Ingredients

  • 4 boneless and skinless chicken breasts
  • 2 tbsp. Jamaican Jerk Rub
  • 1 head boston or bibb lettuce - washed and torn to bite size pieces
  • 1/2 lb mesclun salad mix
  • 1/2 cup blueberries
  • 1 cup strawberries, hulled and quartered
  • 1/2 cup red raspberries
  • 1/2 cup crumbled bleu cheese
  • Carmelized Pecans
  • 1/2 lb shelled pecan halves
  • 1/2 cup sugar
  • 1/2 cup water
  • Raspberry Vinaigrette
  • 1/4 cup raspberry vinegar
  • 2 teaspoons lime juice
  • 1 tablespoon plus 1 teaspoon Dijon mustard
  • 1 tablespoon sugar

Method

  • To prepare pecans:
  • In a saucepan mix water and sugar, heat to a slow rolling boil. Add pecans and coat with syrup, allowing the water to be evaporated. Remove pecans with a slotted spoon and place on a rack to cool.
  • To prepare vinaigrette:
  • Mix all ingredients together to blend well.

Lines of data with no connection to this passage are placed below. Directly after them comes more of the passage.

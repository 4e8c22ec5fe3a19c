//! Search over the loaded records.
//!
//! - [`filter`] - Case-folded substring filtering of a [`RecordIndex`](crate::index::RecordIndex)
//! - [`debouncer`] - Epoch-tagged quiet period for keystroke-driven queries
//! - [`search`] - Background execution and publication of filter results

pub mod debouncer;
pub mod filter;
pub mod search;

pub use debouncer::{QueryDebouncer, Ticket};
pub use filter::{filter, filter_with_threshold, FilteredView, Matcher};
pub use search::{Published, SearchConfig, SearchEngine};
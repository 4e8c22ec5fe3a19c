//! Viewer session: the state machine behind the user interface.
//!
//! - [`controller`] - Commands, phases and observable state
//! - [`worker`] - Background thread owning the store connection

pub mod controller;
pub mod worker;

pub use controller::{resolve_store_path, Phase, SessionController, SessionState};
pub use worker::{Outcome, StoreWorker};
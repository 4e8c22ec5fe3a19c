use crate::index::Record;
use crate::session::Phase;
use crate::tui::app::{App, Mode};
use crate::utils::{format_size, is_binary};
use ratatui::{
    layout::{Constraint, Direction, Layout, Rect},
    style::{Color, Modifier, Style},
    text::{Line, Span, Text},
    widgets::{Block, Borders, Clear, List, ListItem, Paragraph, Wrap},
    Frame,
};
use std::borrow::Cow;

pub fn draw(f: &mut Frame, app: &App) {
    let chunks = Layout::default()
        .direction(Direction::Vertical)
        .constraints([
            Constraint::Length(3), // Query input
            Constraint::Min(10),   // Records / Detail
            Constraint::Length(1), // Status bar
        ])
        .split(f.area());

    draw_query_input(f, app, chunks[0]);
    draw_main_area(f, app, chunks[1]);
    draw_status_bar(f, app, chunks[2]);

    match app.mode {
        Mode::Help => draw_help(f),
        Mode::PathPrompt => draw_path_prompt(f, app),
        Mode::Browse | Mode::Detail => {}
    }
}

fn draw_query_input(f: &mut Frame, app: &App, area: Rect) {
    let input = Paragraph::new(app.query.as_str())
        .style(Style::default().fg(Color::Yellow))
        .block(
            Block::default()
                .borders(Borders::ALL)
                .title(" Filter (Ctrl+O: open, Ctrl+P: detail, F1: help, Esc: quit) "),
        );

    f.render_widget(input, area);

    if app.mode == Mode::Browse {
        f.set_cursor_position(input_cursor(area, &app.query));
    }
}

fn draw_main_area(f: &mut Frame, app: &App, area: Rect) {
    match app.mode {
        Mode::Detail => draw_detail(f, app, area),
        _ => {
            let chunks = Layout::default()
                .direction(Direction::Horizontal)
                .constraints([Constraint::Percentage(50), Constraint::Percentage(50)])
                .split(area);

            draw_records_list(f, app, chunks[0]);
            draw_detail(f, app, chunks[1]);
        }
    }
}

/// Key and value as shown in the current display mode
fn render_pair(record: &Record, hex: bool) -> (Cow<'_, str>, Cow<'_, str>) {
    if hex {
        (Cow::Borrowed(record.key_hex()), Cow::Borrowed(record.value_hex()))
    } else {
        (record.key_display(), record.value_display())
    }
}

fn draw_records_list(f: &mut Frame, app: &App, area: Rect) {
    let state = app.session.state();
    let view = state.filtered_view();

    // Only build the rows that fit
    let height = area.height.saturating_sub(2) as usize;
    let offset = if height == 0 || app.selected < height {
        0
    } else {
        app.selected + 1 - height
    };

    let key_style = Style::default().fg(Color::Cyan);
    let value_style = Style::default().fg(Color::White);
    let binary_style = Style::default().fg(Color::DarkGray);

    let items: Vec<ListItem> = view
        .iter()
        .enumerate()
        .skip(offset)
        .take(height)
        .map(|(i, record)| {
            let style = if i == app.selected {
                Style::default()
                    .bg(Color::DarkGray)
                    .add_modifier(Modifier::BOLD)
            } else {
                Style::default()
            };

            let (key, value) = render_pair(record, app.show_hex);
            let value_style = if !app.show_hex && is_binary(record.value_bytes()) {
                binary_style
            } else {
                value_style
            };

            let line = Line::from(vec![
                Span::styled(truncate(&key, area.width as usize / 2), key_style),
                Span::raw("  "),
                Span::styled(first_line(&value).to_string(), value_style),
            ]);

            ListItem::new(line).style(style)
        })
        .collect();

    let title = if state.is_filtered() {
        format!(" Records ({} of {}) ", view.len(), state.total_count())
    } else {
        format!(" Records ({}) ", view.len())
    };

    let list = List::new(items).block(Block::default().borders(Borders::ALL).title(title));

    f.render_widget(list, area);
}

fn draw_detail(f: &mut Frame, app: &App, area: Rect) {
    let Some(record) = app.get_selected_record() else {
        let placeholder = Paragraph::new(Text::raw(idle_hint(app)))
            .block(Block::default().borders(Borders::ALL).title(" Detail "));
        f.render_widget(placeholder, area);
        return;
    };

    let (key, value) = render_pair(record, app.show_hex);
    let label = Style::default().fg(Color::DarkGray);
    let heading = Style::default().fg(Color::Yellow).add_modifier(Modifier::BOLD);

    let mut lines = vec![
        Line::from(vec![
            Span::styled("Key ", heading),
            Span::styled(format!("({})", format_size(record.key_bytes().len())), label),
        ]),
    ];
    lines.extend(key.lines().map(|l| Line::raw(l.to_string())));
    lines.push(Line::raw(""));
    lines.push(Line::from(vec![
        Span::styled("Value ", heading),
        Span::styled(format!("({})", format_size(record.value_bytes().len())), label),
    ]));
    lines.extend(value.lines().map(|l| Line::raw(l.to_string())));

    let title = if app.show_hex { " Detail (hex) " } else { " Detail " };
    let detail = Paragraph::new(Text::from(lines))
        .block(Block::default().borders(Borders::ALL).title(title))
        .wrap(Wrap { trim: false })
        .scroll((app.detail_scroll.min(u16::MAX as usize) as u16, 0));

    f.render_widget(detail, area);
}

fn idle_hint(app: &App) -> &'static str {
    match app.session.state().phase() {
        Phase::Closed => "No database open. Press Ctrl+O to open one.",
        Phase::Opening => "Loading...",
        Phase::Repairing => "Repairing...",
        Phase::CorruptedPendingRepair => "Database is corrupted. Press Ctrl+R to repair it.",
        Phase::Open => "No matching records",
    }
}

fn draw_status_bar(f: &mut Frame, app: &App, area: Rect) {
    let state = app.session.state();
    let style = if state.corruption_detected() {
        Style::default().fg(Color::Red).add_modifier(Modifier::BOLD)
    } else {
        Style::default().fg(Color::Cyan)
    };

    let mut text = state.status_text().to_string();
    if app.repair_available() {
        text.push_str(" [Ctrl+R: repair]");
    }

    f.render_widget(Paragraph::new(text).style(style), area);
}

fn draw_help(f: &mut Frame) {
    let area = centered_rect(60, 70, f.area());
    let bindings = [
        ("Type", "Filter keys and values (case-insensitive, hex too)"),
        ("Enter", "Filter now"),
        ("Esc", "Clear filter, quit when empty"),
        ("Up/Down, Ctrl+J/K", "Move selection"),
        ("PgUp/PgDn, Ctrl+U/D", "Move by page"),
        ("gg / G", "First / last record"),
        ("Ctrl+W", "Delete word"),
        ("Ctrl+P", "Toggle detail view"),
        ("Ctrl+X", "Toggle hex display"),
        ("Ctrl+O", "Open database"),
        ("Ctrl+L", "Close database"),
        ("Ctrl+R", "Repair database"),
        ("F5", "Reload database"),
        ("Ctrl+C / Ctrl+Q", "Quit"),
    ];

    let lines: Vec<Line> = bindings
        .iter()
        .map(|(key, action)| {
            Line::from(vec![
                Span::styled(format!("{:<22}", key), Style::default().fg(Color::Yellow)),
                Span::raw(*action),
            ])
        })
        .collect();

    let help = Paragraph::new(Text::from(lines))
        .block(Block::default().borders(Borders::ALL).title(" Help (any key to close) "));

    f.render_widget(Clear, area);
    f.render_widget(help, area);
}

fn draw_path_prompt(f: &mut Frame, app: &App) {
    let outer = centered_rect(70, 20, f.area());
    let area = Rect {
        height: outer.height.min(3),
        ..outer
    };

    let input = Paragraph::new(app.path_input.as_str())
        .style(Style::default().fg(Color::Yellow))
        .block(
            Block::default()
                .borders(Borders::ALL)
                .title(" Open database directory (Enter: open, Esc: cancel) "),
        );

    f.render_widget(Clear, area);
    f.render_widget(input, area);

    f.set_cursor_position(input_cursor(area, &app.path_input));
}

/// Cursor position after `text` inside a bordered one-line input, kept within the box
fn input_cursor(area: Rect, text: &str) -> (u16, u16) {
    let inner_width = area.width.saturating_sub(2) as usize;
    let column = text.chars().count().min(inner_width.saturating_sub(1)) as u16;
    (area.x.saturating_add(1).saturating_add(column), area.y.saturating_add(1))
}

fn centered_rect(percent_x: u16, percent_y: u16, r: Rect) -> Rect {
    let vertical = Layout::default()
        .direction(Direction::Vertical)
        .constraints([
            Constraint::Percentage((100 - percent_y) / 2),
            Constraint::Percentage(percent_y),
            Constraint::Percentage((100 - percent_y) / 2),
        ])
        .split(r);

    Layout::default()
        .direction(Direction::Horizontal)
        .constraints([
            Constraint::Percentage((100 - percent_x) / 2),
            Constraint::Percentage(percent_x),
            Constraint::Percentage((100 - percent_x) / 2),
        ])
        .split(vertical[1])[1]
}

fn first_line(text: &str) -> &str {
    text.lines().next().unwrap_or("")
}

/// Cut `text` to at most `max` characters, marking the cut
fn truncate(text: &str, max: usize) -> String {
    if text.chars().count() <= max {
        return text.to_string();
    }
    let kept: String = text.chars().take(max.saturating_sub(3)).collect();
    format!("{}...", kept)
}
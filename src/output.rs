//! Output formatting for the non-interactive commands

use crate::index::Record;
use crate::utils::is_binary;
use serde::Serialize;
use std::borrow::Cow;
use std::io::{self, Write};
use termcolor::{Color, ColorChoice, ColorSpec, StandardStream, WriteColor};

/// How `dump` renders records
#[derive(Debug, Clone, Copy, Default)]
pub struct DumpOptions {
    /// Show hex instead of decoded text
    pub hex: bool,
    /// One JSON object per line
    pub json: bool,
    /// Stop after this many records
    pub limit: Option<usize>,
    pub color: bool,
}

/// JSON line for one record
#[derive(Debug, Serialize)]
struct RecordLine<'a> {
    key: &'a str,
    value: &'a str,
    key_hex: &'a str,
    value_hex: &'a str,
    key_binary: bool,
    value_binary: bool,
}

/// Print records to stdout
pub fn print_records<'a>(
    records: impl Iterator<Item = &'a Record>,
    options: &DumpOptions,
) -> io::Result<usize> {
    let choice = if options.color && !options.json {
        ColorChoice::Auto
    } else {
        ColorChoice::Never
    };
    let mut stdout = StandardStream::stdout(choice);
    write_records(&mut stdout, records, options)
}

/// Write records in the requested format, returning how many were written
pub fn write_records<'a, W: WriteColor>(
    out: &mut W,
    records: impl Iterator<Item = &'a Record>,
    options: &DumpOptions,
) -> io::Result<usize> {
    let limit = options.limit.unwrap_or(usize::MAX);
    let mut written = 0;

    for record in records.take(limit) {
        if options.json {
            write_json_line(out, record)?;
        } else {
            write_text_line(out, record, options.hex)?;
        }
        written += 1;
    }

    out.flush()?;
    Ok(written)
}

fn write_json_line<W: Write>(out: &mut W, record: &Record) -> io::Result<()> {
    let key = record.key_display();
    let value = record.value_display();
    let line = RecordLine {
        key: &key,
        value: &value,
        key_hex: record.key_hex(),
        value_hex: record.value_hex(),
        key_binary: is_binary(record.key_bytes()),
        value_binary: is_binary(record.value_bytes()),
    };
    serde_json::to_writer(&mut *out, &line)?;
    writeln!(out)
}

fn write_text_line<W: WriteColor>(out: &mut W, record: &Record, hex: bool) -> io::Result<()> {
    let (key, value) = if hex {
        (Cow::Borrowed(record.key_hex()), Cow::Borrowed(record.value_hex()))
    } else {
        (record.key_display(), record.value_display())
    };

    out.set_color(ColorSpec::new().set_fg(Some(Color::Cyan)).set_bold(true))?;
    write!(out, "{}", key)?;
    out.reset()?;
    write!(out, " = ")?;

    if !hex && is_binary(record.value_bytes()) {
        // Placeholder, not data
        out.set_color(ColorSpec::new().set_fg(Some(Color::Yellow)))?;
        write!(out, "{}", value)?;
        out.reset()?;
    } else {
        write!(out, "{}", value)?;
    }

    writeln!(out)
}

/// Print the match count. `total` is shown when a query narrowed the result.
pub fn print_count(matched: usize, total: usize, filtered: bool) -> io::Result<()> {
    let mut stdout = StandardStream::stdout(ColorChoice::Auto);
    write_count(&mut stdout, matched, total, filtered)
}

pub fn write_count<W: WriteColor>(
    out: &mut W,
    matched: usize,
    total: usize,
    filtered: bool,
) -> io::Result<()> {
    out.set_color(ColorSpec::new().set_fg(Some(Color::Green)))?;
    write!(out, "{}", matched)?;
    out.reset()?;
    if filtered {
        writeln!(out, " of {} entries match", total)
    } else {
        writeln!(out, " entries")
    }
}
use crate::index::{Record, RecordIndex};
use memchr::memmem::Finder;
use rayon::prelude::*;
use std::sync::Arc;

/// Records of one index snapshot that matched a query, in index order
#[derive(Debug, Clone)]
pub struct FilteredView {
    index: RecordIndex,
    positions: Arc<[usize]>,
}

impl FilteredView {
    /// Every record of `index`
    pub fn all(index: &RecordIndex) -> Self {
        Self {
            index: index.clone(),
            positions: (0..index.len()).collect(),
        }
    }

    pub fn empty() -> Self {
        Self::all(&RecordIndex::empty())
    }

    pub(crate) fn from_positions(index: &RecordIndex, positions: Arc<[usize]>) -> Self {
        Self {
            index: index.clone(),
            positions,
        }
    }

    pub fn len(&self) -> usize {
        self.positions.len()
    }

    pub fn is_empty(&self) -> bool {
        self.positions.is_empty()
    }

    pub fn get(&self, i: usize) -> Option<&Record> {
        self.positions.get(i).map(|&p| &self.index[p])
    }

    pub fn iter(&self) -> impl Iterator<Item = &Record> + '_ {
        self.positions.iter().map(|&p| &self.index[p])
    }

    /// Positions of the matching records within the index
    pub fn positions(&self) -> &[usize] {
        &self.positions
    }

    /// The snapshot this view was computed from
    pub fn index(&self) -> &RecordIndex {
        &self.index
    }

    /// Whether the view contains the whole index
    pub fn is_unfiltered(&self) -> bool {
        self.positions.len() == self.index.len()
    }

    pub(crate) fn shared_positions(&self) -> Arc<[usize]> {
        Arc::clone(&self.positions)
    }
}

/// A case-folded substring query
pub struct Matcher {
    text: Finder<'static>,
    hex: Finder<'static>,
}

impl Matcher {
    /// Returns None for a blank query, which matches everything
    pub fn new(query: &str) -> Option<Self> {
        if query.trim().is_empty() {
            return None;
        }

        let folded = query.to_lowercase();
        // Hex renderings only hold [0-9A-F ], so matching the uppercased
        // folded query against them equals folding both sides
        let hex = folded.to_ascii_uppercase();

        Some(Self {
            text: Finder::new(folded.as_bytes()).into_owned(),
            hex: Finder::new(hex.as_bytes()).into_owned(),
        })
    }

    pub fn is_match(&self, record: &Record) -> bool {
        let folded = record.folded();
        self.text.find(folded.key.as_bytes()).is_some()
            || self.text.find(folded.value.as_bytes()).is_some()
            || self.hex.find(record.key_hex().as_bytes()).is_some()
            || self.hex.find(record.value_hex().as_bytes()).is_some()
    }
}

/// Filter `index` by `query`.
///
/// A blank query returns the whole index. Otherwise a record matches when the
/// query, case-folded, is a substring of its key text, value text, key hex or
/// value hex. Index order is kept.
pub fn filter(index: &RecordIndex, query: &str) -> FilteredView {
    filter_with_threshold(index, query, usize::MAX)
}

/// Like [`filter`], using the rayon pool once the index has at least
/// `parallel_threshold` records
pub fn filter_with_threshold(index: &RecordIndex, query: &str, parallel_threshold: usize) -> FilteredView {
    let Some(matcher) = Matcher::new(query) else {
        return FilteredView::all(index);
    };

    let records = index.as_slice();
    let positions: Vec<usize> = if records.len() >= parallel_threshold {
        records
            .par_iter()
            .enumerate()
            .filter(|(_, r)| matcher.is_match(r))
            .map(|(i, _)| i)
            .collect()
    } else {
        records
            .iter()
            .enumerate()
            .filter(|(_, r)| matcher.is_match(r))
            .map(|(i, _)| i)
            .collect()
    };

    FilteredView::from_positions(index, positions.into())
}
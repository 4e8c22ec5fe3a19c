use crate::index::RecordIndex;
use crate::query::debouncer::{QueryDebouncer, Ticket};
use crate::query::filter::{filter_with_threshold, FilteredView};
use log::{debug, warn};
use lru::LruCache;
use std::num::NonZeroUsize;
use std::sync::mpsc::{self, Receiver, Sender, TryRecvError};
use std::sync::Arc;
use std::thread;
use std::time::{Duration, Instant};

#[derive(Debug, Clone, Copy, PartialEq, Eq)]
pub struct SearchConfig {
    /// Quiet period after the last query change
    pub debounce: Duration,
    /// Record count at which filtering goes parallel
    pub parallel_threshold: usize,
    /// Filter results remembered for the current index
    pub cache_size: usize,
}

impl Default for SearchConfig {
    fn default() -> Self {
        Self {
            debounce: Duration::from_millis(300),
            parallel_threshold: 4096,
            cache_size: 64,
        }
    }
}

/// Result from a background filter
struct FilterResult {
    epoch: u64,
    query: String,
    index: RecordIndex,
    positions: Arc<[usize]>,
    elapsed: Duration,
    cached: bool,
}

/// A filter result accepted for display
#[derive(Debug, Clone)]
pub struct Published {
    pub query: String,
    pub view: FilteredView,
    pub elapsed: Duration,
    pub cached: bool,
}

/// Debounced, cancellable filtering over the current index.
///
/// Owned by the presentation context. Filtering runs on spawned threads and
/// comes back over a channel; [`SearchEngine::poll`] only hands out results
/// whose epoch is still current, so a superseded query never reaches the view.
pub struct SearchEngine {
    config: SearchConfig,
    debouncer: QueryDebouncer,
    /// LRU cache of positions by query, valid for the current index only
    cache: LruCache<String, Arc<[usize]>>,
    results_tx: Sender<FilterResult>,
    results_rx: Receiver<FilterResult>,
    in_flight: usize,
}

impl SearchEngine {
    pub fn new(config: SearchConfig) -> Self {
        let (results_tx, results_rx) = mpsc::channel();
        let cache_size = NonZeroUsize::new(config.cache_size).unwrap_or(NonZeroUsize::MIN);

        Self {
            config,
            debouncer: QueryDebouncer::new(config.debounce),
            cache: LruCache::new(cache_size),
            results_tx,
            results_rx,
            in_flight: 0,
        }
    }

    pub fn config(&self) -> &SearchConfig {
        &self.config
    }

    /// Schedule `query` to run once input has been quiet for the debounce delay
    pub fn schedule(&mut self, query: &str, now: Instant) {
        self.debouncer.schedule(query, now);
    }

    /// Run `query` immediately, superseding anything pending or in flight
    pub fn submit_now(&mut self, index: &RecordIndex, query: &str) {
        let epoch = self.debouncer.cancel();
        self.run(
            index,
            Ticket {
                epoch,
                query: query.to_string(),
            },
        );
    }

    /// Forget pending work and cached results; call when the index is replaced
    pub fn reset(&mut self) {
        self.debouncer.cancel();
        self.cache.clear();
    }

    /// Start the pending query if its quiet period is over
    pub fn tick(&mut self, index: &RecordIndex, now: Instant) {
        if let Some(ticket) = self.debouncer.take_ready(now) {
            self.run(index, ticket);
        }
    }

    /// Collect finished filters. Returns the result for the current epoch, if
    /// it has arrived; stale results are dropped.
    pub fn poll(&mut self) -> Option<Published> {
        let mut latest = None;

        loop {
            match self.results_rx.try_recv() {
                Ok(result) => {
                    self.in_flight = self.in_flight.saturating_sub(1);
                    if !self.debouncer.is_current(result.epoch) {
                        debug!("discarding stale filter result for {:?}", result.query);
                        continue;
                    }
                    if !result.cached {
                        self.cache.put(result.query.clone(), Arc::clone(&result.positions));
                    }
                    latest = Some(Published {
                        view: FilteredView::from_positions(&result.index, result.positions),
                        query: result.query,
                        elapsed: result.elapsed,
                        cached: result.cached,
                    });
                }
                Err(TryRecvError::Empty | TryRecvError::Disconnected) => break,
            }
        }

        latest
    }

    /// No query waiting for its quiet period and no filter running
    pub fn is_idle(&self) -> bool {
        !self.debouncer.has_pending() && self.in_flight == 0
    }

    pub fn time_until_ready(&self, now: Instant) -> Option<Duration> {
        self.debouncer.time_until_ready(now)
    }

    fn run(&mut self, index: &RecordIndex, ticket: Ticket) {
        let Ticket { epoch, query } = ticket;
        self.in_flight += 1;

        if let Some(positions) = self.cache.get(&query) {
            let _ = self.results_tx.send(FilterResult {
                epoch,
                query,
                index: index.clone(),
                positions: Arc::clone(positions),
                elapsed: Duration::ZERO,
                cached: true,
            });
            return;
        }

        let tx = self.results_tx.clone();
        let index = index.clone();
        let threshold = self.config.parallel_threshold;
        let job = move || {
            let start = Instant::now();
            let view = filter_with_threshold(&index, &query, threshold);
            let _ = tx.send(FilterResult {
                epoch,
                positions: view.shared_positions(),
                elapsed: start.elapsed(),
                query,
                index,
                cached: false,
            });
        };

        let spawned = thread::Builder::new()
            .name("ldbview-filter".to_string())
            .spawn(job);
        if let Err(e) = spawned {
            warn!("could not spawn filter thread: {}", e);
            self.in_flight -= 1;
        }
    }
}

#[cfg(test)]
mod tests {
    use super::*;
    use crate::index::Record;

    fn index() -> RecordIndex {
        RecordIndex::from_records(vec![
            Record::new("alpha", "1"),
            Record::new("beta", "2"),
            Record::new("gamma", "3"),
        ])
    }

    fn config(debounce_ms: u64) -> SearchConfig {
        SearchConfig {
            debounce: Duration::from_millis(debounce_ms),
            ..Default::default()
        }
    }

    /// Pump the engine until it is idle, returning the last published result
    fn drain(engine: &mut SearchEngine, index: &RecordIndex) -> Option<Published> {
        let deadline = Instant::now() + Duration::from_secs(5);
        let mut last = None;
        while Instant::now() < deadline {
            engine.tick(index, Instant::now());
            if let Some(published) = engine.poll() {
                last = Some(published);
            }
            if engine.is_idle() {
                break;
            }
            thread::sleep(Duration::from_millis(5));
        }
        last
    }

    #[test]
    fn test_submit_now_publishes() {
        let index = index();
        let mut engine = SearchEngine::new(config(300));
        engine.submit_now(&index, "ta");

        let published = drain(&mut engine, &index).unwrap();
        assert_eq!(published.query, "ta");
        assert_eq!(published.view.len(), 1);
        assert!(!published.cached);
    }

    #[test]
    fn test_only_last_query_is_published() {
        let index = index();
        let mut engine = SearchEngine::new(config(20));
        let now = Instant::now();
        engine.schedule("a", now);
        engine.schedule("al", now);
        engine.schedule("gam", now);

        let published = drain(&mut engine, &index).unwrap();
        assert_eq!(published.query, "gam");
        assert_eq!(published.view.len(), 1);
    }

    #[test]
    fn test_superseded_result_is_discarded() {
        let index = index();
        let mut engine = SearchEngine::new(config(300));
        engine.submit_now(&index, "alpha");
        engine.submit_now(&index, "beta");

        let published = drain(&mut engine, &index).unwrap();
        assert_eq!(published.query, "beta");
        assert!(engine.poll().is_none());
    }

    #[test]
    fn test_reset_discards_in_flight() {
        let index = index();
        let mut engine = SearchEngine::new(config(300));
        engine.submit_now(&index, "alpha");
        engine.reset();

        assert!(drain(&mut engine, &index).is_none());
        assert!(engine.is_idle());
    }

    #[test]
    fn test_repeat_query_hits_cache() {
        let index = index();
        let mut engine = SearchEngine::new(config(300));
        engine.submit_now(&index, "beta");
        drain(&mut engine, &index).unwrap();

        engine.submit_now(&index, "beta");
        let published = drain(&mut engine, &index).unwrap();
        assert!(published.cached);
        assert_eq!(published.view.len(), 1);

        engine.reset();
        engine.submit_now(&index, "beta");
        assert!(!drain(&mut engine, &index).unwrap().cached);
    }

    #[test]
    fn test_pending_query_not_run_early() {
        let index = index();
        let mut engine = SearchEngine::new(config(10_000));
        engine.schedule("alpha", Instant::now());
        engine.tick(&index, Instant::now());
        assert!(engine.poll().is_none());
        assert!(!engine.is_idle());
    }
}
//! # ldbview - LevelDB Viewer
//!
//! ldbview opens a LevelDB directory read-only, loads every key-value pair
//! into memory, and lets you filter them interactively as you type. Corrupted
//! databases are detected on open and can be repaired in place.
//!
//! ## Architecture
//!
//! The crate is organized into these main modules:
//!
//! - [`store`] - Engine bindings, the store session and error classification
//! - [`index`] - Immutable in-memory snapshot of the loaded records
//! - [`query`] - Case-insensitive filtering, debouncing and background search
//! - [`session`] - The viewer state machine (open, close, repair, search)
//! - [`tui`] - Interactive terminal UI
//! - [`output`] - Plain and JSON output for the non-interactive commands
//! - [`utils`] - Byte classification, hex rendering, configuration
//!
//! ## Quick Start
//!
//! ```ignore
//! use ldbview::query::SearchConfig;
//! use ldbview::session::SessionController;
//! use ldbview::store::LevelDbEngine;
//! use std::time::Duration;
//!
//! let mut session = SessionController::new(LevelDbEngine::new(), SearchConfig::default())?;
//! session.open("/path/to/leveldb");
//! session.set_query("user:");
//! session.wait_idle(Duration::from_secs(10));
//!
//! for record in session.state().filtered_view().iter() {
//!     println!("{} = {}", record.key_display(), record.value_display());
//! }
//! ```
//!
//! ## Performance
//!
//! Records are decoded once, their display and hex forms are memoized, and
//! large indexes are filtered in parallel with rayon. Filter results are kept
//! in an LRU cache until the index is replaced.

pub mod index;
pub mod output;
pub mod query;
pub mod session;
pub mod store;
#[cfg(feature = "interactive")]
pub mod tui;
pub mod utils;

Serve with salad.
  • To prepare salad:
  • Sprinkle jerk rub on all four chicken breasts. Heat grill to high heat, place breast on grill and thouroughly cook. Remove and slice each breast in strips. Mix boston and mesclun greens, and divide on four plates. Layer with berries, bleu cheese and chicken strips. Top with carmelized pecans and drizzle on raspberry vinaigrette.